Friday, January 8, 2016

Complex dynamics in learning complicated games (replicating Galla & Farmer 2012)

I have written a NetLogo version of the random game model of Galla & Farmer (2012) (free download).  It has been uploaded to the NetLogo community library and should appear in a day or so.  Read on if you are interested in Game Theory, esp. learning models and computational methods.

Chaotic dynamics in a complicated game. The payoffs are negatively correlated (-0.7) and memory for learning is long (alpha ≈ 0). Notice the squiggly lines in the time series plots (lower right). Each line is probability for a given move.
If the game were in equilibrium, these lines would be flat. (click for larger image)
Download the .nlogo file 
Download NetLogo (Win, Mac, Linux)

Defeating the Analytical Atom Smasher

The "atom smasher" tool for most of Game Theory is equilibrium analysis. (Same goes for Mathematical Economics.)  In a nutshell, equilibrium analysis focuses on where the game eventually ends up after all the transient changes either die down or work themselves out.  Equilibrium analysis is performed through analytical mathematics (theorems, proofs, etc.) to prove the existence of equilibria and their characteristics.  Generally, any problem that can't be analyzed analytically is avoided or modified so that it does fit the "atom smasher" tool.
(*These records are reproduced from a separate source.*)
use std::path::{Path, PathBuf};
use std::sync::Arc;

use parking_lot::Mutex;
use rusqlite::Connection;
use tracing::{info, warn};

use crate::error::StoreError;
use crate::schema;

/// Thread-safe SQLite connection wrapper.
/// Uses parking_lot::Mutex for synchronous access (rusqlite is not Send).
pub struct Database {
    conn: Arc<Mutex<Connection>>,
    path: PathBuf,
}

impl Database {
    /// Open or create a database at the given path.
    pub fn open(path: &Path) -> Result<Self, StoreError> {
        if let Some(parent) = path.parent() {
            std::fs::create_dir_all(parent)
                .map_err(|e| StoreError::Io(format!("create dir: {e}")))?;
        }

        let conn = Connection::open(path)
            .map_err(|e| StoreError::Database(e.to_string()))?;

        Self::initialize(&conn)?;

        info!(path = %path.display(), "database opened");

        Ok(Self {
            conn: Arc::new(Mutex::new(conn)),
            path: path.to_owned(),
        })
    }

    /// Open an in-memory database (for testing).
    pub fn in_memory() -> Result<Self, StoreError> {
        let conn = Connection::open_in_memory()
            .map_err(|e| StoreError::Database(e.to_string()))?;

        Self::initialize(&conn)?;

        Ok(Self {
            conn: Arc::new(Mutex::new(conn)),
            path: PathBuf::from(":memory:"),
        })
    }

    /// Apply pragmas, create tables, and stamp the schema version.
    fn initialize(conn: &Connection) -> Result<(), StoreError> {
        conn.execute_batch(schema::PRAGMAS)
            .map_err(|e| StoreError::Database(format!("pragmas: {e}")))?;

        conn.execute_batch(schema::CREATE_TABLES)
            .map_err(|e| StoreError::Database(format!("schema: {e}")))?;

        let version: Option<u32> = conn
            .query_row(
                "SELECT version FROM schema_version LIMIT 1",
                [],
                |row| row.get(0),
            )
            .ok();

        if version.is_none() {
            conn.execute(
                "INSERT INTO schema_version (version) VALUES (?1)",
                [schema::SCHEMA_VERSION],
            )
            .map_err(|e| StoreError::Database(format!("schema version: {e}")))?;
        }

        Ok(())
    }

    /// Drop and recreate all tables. Destroys every stored task.
    ///
    /// Only reachable through the binary's explicit `--reset` flag; a normal
    /// startup never calls this.
    pub fn reset(&self) -> Result<(), StoreError> {
        warn!(path = %self.path.display(), "resetting database, all tasks dropped");
        let conn = self.conn.lock();
        conn.execute_batch(schema::DROP_TABLES)
            .map_err(|e| StoreError::Database(format!("drop: {e}")))?;
        Self::initialize(&conn)
    }

    /// Execute a closure with the database connection.
    pub fn with_conn<F, T>(&self, f: F) -> Result<T, StoreError>
    where
        F: FnOnce(&Connection) -> Result<T, StoreError>,
    {
        let conn = self.conn.lock();
        f(&conn)
    }

    pub fn path(&self) -> &Path {
        &self.path
    }
}

impl Clone for Database {
    fn clone(&self) -> Self {
        Self {
            conn: self.conn.clone(),
            path: self.path.clone(),
        }
    }
}

#[cfg(test)]
mod tests {
    use super::*;

    #[test]
    fn open_in_memory() {
        let db = Database::in_memory().unwrap();
        assert_eq!(db.path(), Path::new(":memory:"));
    }

    #[test]
    fn schema_version_set() {
        let db = Database::in_memory().unwrap();
        let version: u32 = db
            .with_conn(|conn| {
                conn.query_row("SELECT version FROM schema_version", [], |row| row.get(0))
                    .map_err(|e| StoreError::Database(e.to_string()))
            })
            .unwrap();
        assert_eq!(version, schema::SCHEMA_VERSION);
    }

    #[test]
    fn tables_created() {
        let db = Database::in_memory().unwrap();
        db.with_conn(|conn| {
            let tables: Vec<String> = conn
                .prepare("SELECT name FROM sqlite_master WHERE type='table' ORDER BY name")
                .map_err(|e| StoreError::Database(e.to_string()))?
                .query_map([], |row| row.get(0))
                .map_err(|e| StoreError::Database(e.to_string()))?
                .collect::<Result<_, _>>()
                .map_err(|e| StoreError::Database(e.to_string()))?;

            assert!(tables.contains(&"tasks".to_string()));
            assert!(tables.contains(&"schema_version".to_string()));
            Ok(())
        })
        .unwrap();
    }

    #[test]
    fn open_file_database() {
        let dir = std::env::temp_dir().join(format!("taskboard-test-{}", uuid::Uuid::now_v7()));
        let path = dir.join("test.db");
        let db = Database::open(&path).unwrap();
        assert!(path.exists());

        // Open again — should not fail
        let db2 = Database::open(&path).unwrap();
        drop(db);
        drop(db2);

        // Cleanup
        let _ = std::fs::remove_dir_all(&dir);
    }

    #[test]
    fn reset_clears_rows() {
        let db = Database::in_memory().unwrap();
        db.with_conn(|conn| {
            conn.execute(
                "INSERT INTO tasks (name, completed) VALUES ('milk', 0)",
                [],
            )?;
            Ok(())
        })
        .unwrap();

        db.reset().unwrap();

        let count: i64 = db
            .with_conn(|conn| {
                conn.query_row("SELECT COUNT(*) FROM tasks", [], |row| row.get(0))
                    .map_err(StoreError::from)
            })
            .unwrap();
        assert_eq!(count, 0);
    }
}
But what about complicated games? Do they defeat the "atom smasher"?  Complicated games have very large strategy spaces.  Examples include chess, go, and cyber security (viewed as an n-person mixed cooperative + non-cooperative game).  If complicated games exhibit stable equilibria under realistic conditions for player rationality, then we can probably use the tools of equilibrium analysis.  If, on the other hand, complicated games never settle down to equilibria, then we must abandon equilibrium analysis and instead focus on dynamical learning and adaptation.

This is the research focus of a paper by Galla & Farmer (2012) (PNAS is a very prestigious general science journal):
Galla, T., & Farmer, J. D. (2013). Complex dynamics in learning complicated games. Proceedings of the National Academy of Sciences, 110(4), 1232–1236. http://doi.org/10.1073/pnas.1109672110
The two versions of the paper has 22 and 7 citations so far.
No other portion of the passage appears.